BEGIN

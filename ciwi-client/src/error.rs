//! Error types for the ciwi client
//!
//! The server answers failures with `{"error": "<message>"}` and one of four
//! statuses: 400 for rejected input, 404 for a missing job/agent/project, 409
//! for a state conflict (lost lease, job not pending) and 500 for everything
//! else. Each gets its own variant so callers can branch on the kind.

use serde::Deserialize;
use thiserror::Error;

/// Result type alias for client operations
pub type Result<T> = std::result::Result<T, ClientError>;

/// Errors returned by [`crate::ServerClient`]
#[derive(Debug, Error)]
pub enum ClientError {
    /// The server was unreachable or the connection broke
    #[error("transport error: {0}")]
    Transport(#[from] reqwest::Error),

    /// 400: the server rejected the request body or parameters
    #[error("rejected by server: {0}")]
    Rejected(String),

    /// 404
    #[error("not found: {0}")]
    NotFound(String),

    /// 409: the job or agent is not in a state that allows the request
    #[error("conflict: {0}")]
    Conflict(String),

    /// Any other non-success status
    #[error("server returned {status}: {message}")]
    Status { status: u16, message: String },

    /// A success response whose body is not the expected shape
    #[error("unexpected response body: {0}")]
    Decode(String),
}

/// Error body written by the server's API layer
#[derive(Debug, Deserialize)]
pub(crate) struct ErrorBody {
    pub error: String,
}

impl ClientError {
    /// Map an error status and message onto its variant
    pub fn api_error(status: u16, message: impl Into<String>) -> Self {
        let message = message.into();
        match status {
            400 => Self::Rejected(message),
            404 => Self::NotFound(message),
            409 => Self::Conflict(message),
            _ => Self::Status { status, message },
        }
    }

    /// Map a raw error response body, preferring the `error` field
    pub(crate) fn from_body(status: u16, body: &str) -> Self {
        let message = serde_json::from_str::<ErrorBody>(body)
            .map(|b| b.error)
            .unwrap_or_else(|_| body.trim().to_string());
        Self::api_error(status, message)
    }

    /// HTTP status of the response, if one was received
    pub fn status(&self) -> Option<u16> {
        match self {
            Self::Transport(e) => e.status().map(|s| s.as_u16()),
            Self::Rejected(_) => Some(400),
            Self::NotFound(_) => Some(404),
            Self::Conflict(_) => Some(409),
            Self::Status { status, .. } => Some(*status),
            Self::Decode(_) => None,
        }
    }

    pub fn is_not_found(&self) -> bool {
        matches!(self, Self::NotFound(_))
    }

    /// Lost lease, terminal job, or an operation on a non-pending job
    pub fn is_conflict(&self) -> bool {
        matches!(self, Self::Conflict(_))
    }

    /// 4xx: retrying the same request will not help
    pub fn is_client_error(&self) -> bool {
        self.status().is_some_and(|s| (400..500).contains(&s))
    }

    pub fn is_server_error(&self) -> bool {
        self.status().is_some_and(|s| s >= 500)
    }
}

END

### What you are asked to do
The lines needed are those in the data above that hold the string "response"; copy each of them.

### Result for this exercise
    /// A success response whose body is not the expected shape
    #[error("unexpected response body: {0}")]
    /// Map a raw error response body, preferring the `error` field
    /// HTTP status of the response, if one was received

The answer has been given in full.